Читаем Филологические сюжеты полностью

Эти сомнения будут означать и пересмотр всей разыгранной ситуации; недаром этот вопрос Гвардини: так ли в конечном счёте неправ инквизитор по отношению к такому Христу? Тоталитаристский ХХ век даст целый ряд таких пересмотров если не в пользу, то в сторону признания своей правоты и за инквизитором, ряд, ещё в столетии Достоевского предвосхищенный Константином Леонтьевым; об этом далее. Критический взгляд на Христа в поэме вёл к пересмотру всего проблемного соотношения, которое представлялось столь ясным Розанову (на что и последовал ему личный ответ в письме от Леонтьева). Задана же была эта скрытая сложность ещё в давнем стихотворении Пушкина. И мотив qui pro quo, подмены и двойника недаром сигнализировал от автора об этой большей сложности, указывая, похоже, на большую тему о превращениях Христова образа в христианской истории человечества и особенно в век Достоевского – да и в век уже Пушкина.
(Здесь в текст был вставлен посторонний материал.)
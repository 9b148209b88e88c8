//! ws-relay - Client-side manager for a single WebSocket endpoint.
//!
//! This library opens and closes one WebSocket connection, reconnects it
//! automatically, sends messages (optionally awaiting a reply) and fans out
//! lifecycle and data events to any number of listeners.
//!
//! # Architecture
//!
//! - **Connection Manager**: owns the socket handle, status and target URL;
//!   drives open/close/reconnect transitions
//! - **Broker**: per-manager publish/subscribe registry for `OPENED`,
//!   `CLOSED`, `ERROR` and `MESSAGE` events
//! - **Transport**: trait seam over the socket library, with a
//!   `tokio-tungstenite` implementation
//!
//! # Quick Start
//!
//! ```no_run
//! use ws_relay::{Channel, ConnectionManager, ConnectionOptions, Result};
//!
//! #[tokio::main]
//! async fn main() -> Result<()> {
//!     let manager = ConnectionManager::new();
//!
//!     manager.broker().on(Channel::Message, |event| {
//!         println!("inbound: {event:?}");
//!     });
//!
//!     manager
//!         .open_connection(
//!             ConnectionOptions::new("ws://127.0.0.1:9000").with_reconnect_on_close(true),
//!         )
//!         .await?;
//!
//!     let reply = manager.send_message("Hello WebSocket", true).await?;
//!     println!("reply: {reply:?}");
//!
//!     manager.close_connection().await?;
//!     Ok(())
//! }
//! ```
//!
//! # Modules
//!
//! | Module | Description |
//! |--------|-------------|
//! | [`broker`] | Publish/subscribe registry |
//! | [`error`] | Error types and [`Result`] alias |
//! | [`identifiers`] | Type-safe ID wrappers |
//! | [`manager`] | Connection manager, options and status |
//! | [`protocol`] | Payloads, events and the correlation envelope |
//! | [`transport`] | Socket abstraction and tokio-tungstenite transport |

// ============================================================================
// Modules
// ============================================================================

/// Publish/subscribe registry.
pub mod broker;

/// Error types and result aliases.
///
/// All fallible operations return [`Result<T>`] which uses [`Error`].
pub mod error;

/// Type-safe identifiers.
pub mod identifiers;

/// Connection manager, options and status.
///
/// Use [`ConnectionManager::new()`] to create a manager.
pub mod manager;

/// Payloads, broker events and the correlation envelope.
pub mod protocol;

/// Socket abstraction.
///
/// Implement [`transport::Transport`] to run the manager over another
/// socket library.
pub mod transport;

// ============================================================================
// Re-exports
// ============================================================================

// Broker types
pub use broker::{Broker, Listener, Subscription};

// Error types
pub use error::{Error, Result};

// Identifier types
pub use identifiers::{ListenerId, RequestId};

// Manager types
pub use manager::{ConnectionManager, ConnectionOptions, ConnectionStatus, ReplyMode};

// Protocol types
pub use protocol::{BinaryType, BrokerEvent, Channel, Envelope, MessageEvent, Payload, TransportError};

// Transport types
pub use transport::{Socket, Transport, TransportEvent, TungsteniteTransport};
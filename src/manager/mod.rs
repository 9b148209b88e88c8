//! Connection manager module.
//!
//! This module provides the main entry point: a manager that owns one
//! WebSocket connection.
//!
//! # Components
//!
//! | Type | Description |
//! |------|-------------|
//! | [`ConnectionManager`] | Open/close/reconnect and send/await-response |
//! | [`ConnectionOptions`] | Per-open configuration |
//! | [`ConnectionStatus`] | `CONNECTED` / `DISCONNECTED` / `RECONNECTING` |
//! | [`ReplyMode`] | How waiting sends are matched to replies |
//!
//! # Example
//!
//! ```no_run
//! use ws_relay::{ConnectionManager, ConnectionOptions, Result};
//!
//! # async fn example() -> Result<()> {
//! let manager = ConnectionManager::new();
//! manager
//!     .open_connection(ConnectionOptions::new("wss://echo.example/ws"))
//!     .await?;
//!
//! let reply = manager.request("ping").await?;
//! println!("{reply:?}");
//! # Ok(())
//! # }
//! ```

// ============================================================================
// Submodules
// ============================================================================

/// Core manager implementation.
pub mod core;

/// Connection options.
pub mod options;

/// Connection status.
pub mod status;

// ============================================================================
// Re-exports
// ============================================================================

pub use core::ConnectionManager;
pub use options::{ConnectionOptions, DEFAULT_RECONNECT_DELAY, ReplyMode};
pub use status::ConnectionStatus;
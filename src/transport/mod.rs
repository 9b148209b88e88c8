//! WebSocket transport layer.
//!
//! The connection manager never touches a socket library directly. It asks
//! a [`Transport`] for a [`Socket`] and receives notifications through an
//! [`EventHandler`].
//!
//! # Architecture
//!
//! ```text
//! ┌───────────────────┐   open(request, handler)   ┌──────────────────┐
//! │ ConnectionManager │───────────────────────────►│    Transport     │
//! │                   │                            │                  │
//! │  Socket handle    │◄── send / close ───────────│  socket task     │
//! │  EventHandler     │◄── Open/Message/Error/Close│  (tokio)         │
//! └───────────────────┘                            └──────────────────┘
//! ```
//!
//! # Notification Order
//!
//! Open precedes any Message; any Message precedes the Error/Close that ends
//! the session. A failed connect produces Error followed by Close.
//!
//! # Modules
//!
//! | Module | Description |
//! |--------|-------------|
//! | `connection` | tokio-tungstenite client socket and event loop |

// ============================================================================
// Imports
// ============================================================================

use std::sync::Arc;

use url::Url;

use crate::error::Result;
use crate::protocol::{BinaryType, MessageEvent, Payload, TransportError};

// ============================================================================
// Submodules
// ============================================================================

/// tokio-tungstenite client socket and event loop.
pub mod connection;

#[cfg(test)]
pub(crate) mod scripted;

// ============================================================================
// Re-exports
// ============================================================================

pub use connection::TungsteniteTransport;

// ============================================================================
// Types
// ============================================================================

/// A low-level notification from a socket.
#[derive(Debug, Clone, PartialEq, Eq)]
pub enum TransportEvent {
    /// Connection established.
    Open,
    /// Inbound data.
    Message(MessageEvent),
    /// Transport error.
    Error(TransportError),
    /// Connection ended.
    Close,
}

/// Callback receiving socket notifications.
///
/// Invoked from the socket's task, in the order the socket observes them.
pub type EventHandler = Arc<dyn Fn(TransportEvent) + Send + Sync>;

/// Parameters for opening a socket.
#[derive(Debug, Clone, PartialEq, Eq)]
pub struct OpenRequest {
    /// Endpoint URL.
    pub url: Url,
    /// Binary representation, fixed before any data arrives.
    pub binary_type: BinaryType,
}

// ============================================================================
// Traits
// ============================================================================

/// Factory for sockets.
pub trait Transport: Send + Sync + 'static {
    /// Starts opening a socket.
    ///
    /// Must return without waiting for the handshake; the outcome is
    /// reported through `handler`.
    ///
    /// # Errors
    ///
    /// Returns an error if the socket cannot even be started.
    fn open(&self, request: OpenRequest, handler: EventHandler) -> Result<Box<dyn Socket>>;
}

/// Handle to an open or opening socket.
pub trait Socket: Send + Sync {
    /// Queues a payload for sending, unmodified.
    ///
    /// # Errors
    ///
    /// Returns [`Error::ConnectionClosed`](crate::Error::ConnectionClosed)
    /// if the socket task has ended.
    fn send(&self, payload: Payload) -> Result<()>;

    /// Requests the socket to close. The Close notification follows later.
    fn close(&self);
}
Уже его новый сеятель, «И. Х.», умеренный демократ, тот, кто первый провозгласил свободу, равенство и братство, по Белинскому, и т. д. – версиловский Христос презирающий, наконец, великий инквизитор вместо Христа.


5

«Достоевский изучает человека в его проблематике, – иначе сказать, в его свободе, которой дано решать, избирать, отвергать и принимать…»[432] «Великий инквизитор» стал итоговым средоточием проблематики человека у Достоевского, сокровенной его проблематики, преломленной в контридеологии инквизитора, философского оппонента, и тем самым обостренно—полемически выговоренной.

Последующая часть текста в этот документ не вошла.